___ INPUT MATERIAL ___

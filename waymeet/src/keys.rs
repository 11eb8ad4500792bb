/// Key holding `{"userId": ...}` for the signed-in user.
pub const SESSION_KEY: &str = "session";
/// Key set to `"true"` once onboarding has been completed.
pub const ONBOARDING_KEY: &str = "onboarding_complete";
/// Value stored under [`ONBOARDING_KEY`].
pub const ONBOARDING_DONE: &str = "true";

/// Namespaces storage keys for shared backends such as Redis.
#[derive(Debug, Clone)]
pub struct KeyContext<'a> {
    pub prefix: &'a str,
    pub service: &'a str,
}

impl<'a> KeyContext<'a> {
    pub fn new(prefix: &'a str, service: &'a str) -> Self {
        Self { prefix, service }
    }

    pub fn item(&self, key: &str) -> String {
        format!("{}:{}:{}", self.prefix, self.service, key)
    }

    /// Pattern matching every item under this context.
    pub fn pattern(&self) -> String {
        format!("{}:{}:*", self.prefix, self.service)
    }
}

#[cfg(test)]
mod tests {
    use super::*;

    #[test]
    fn builds_item_keys() {
        let ctx = KeyContext::new("waymeet", "device");
        assert_eq!(ctx.item(SESSION_KEY), "waymeet:device:session");
        assert_eq!(ctx.pattern(), "waymeet:device:*");
    }
}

___

## TRY IT
Transcribe the records in full, word for word.

## RESPONSE AREA
filename waymeet/src/keys.rs
repository 11eb8ad4500792bb
/// Key holding `{"userId": ...}` for the signed-in user.
pub const SESSION_KEY: &str = "session";
/// Key set to `"true"` once onboarding has been completed.
pub const ONBOARDING_KEY: &str = "onboarding_complete";
/// Value stored under [`ONBOARDING_KEY`].
pub const ONBOARDING_DONE: &str = "true";

/// Namespaces storage keys for shared backends such as Redis.
#[derive(Debug, Clone)]
pub struct KeyContext<'a> {
    pub prefix: &'a str,
    pub service: &'a str,
}

impl<'a> KeyContext<'a> {
    pub fn new(prefix: &'a str, service: &'a str) -> Self {
        Self { prefix, service }
    }

    pub fn item(&self, key: &str) -> String {
        format!("{}:{}:{}", self.prefix, self.service, key)
    }

    /// Pattern matching every item under this context.
    pub fn pattern(&self) -> String {
        format!("{}:{}:*", self.prefix, self.service)
    }
}

#[cfg(test)]
mod tests {
    use super::*;

    #[test]
    fn builds_item_keys() {
        let ctx = KeyContext::new("waymeet", "device");
        assert_eq!(ctx.item(SESSION_KEY), "waymeet:device:session");
        assert_eq!(ctx.pattern(), "waymeet:device:*");
    }
}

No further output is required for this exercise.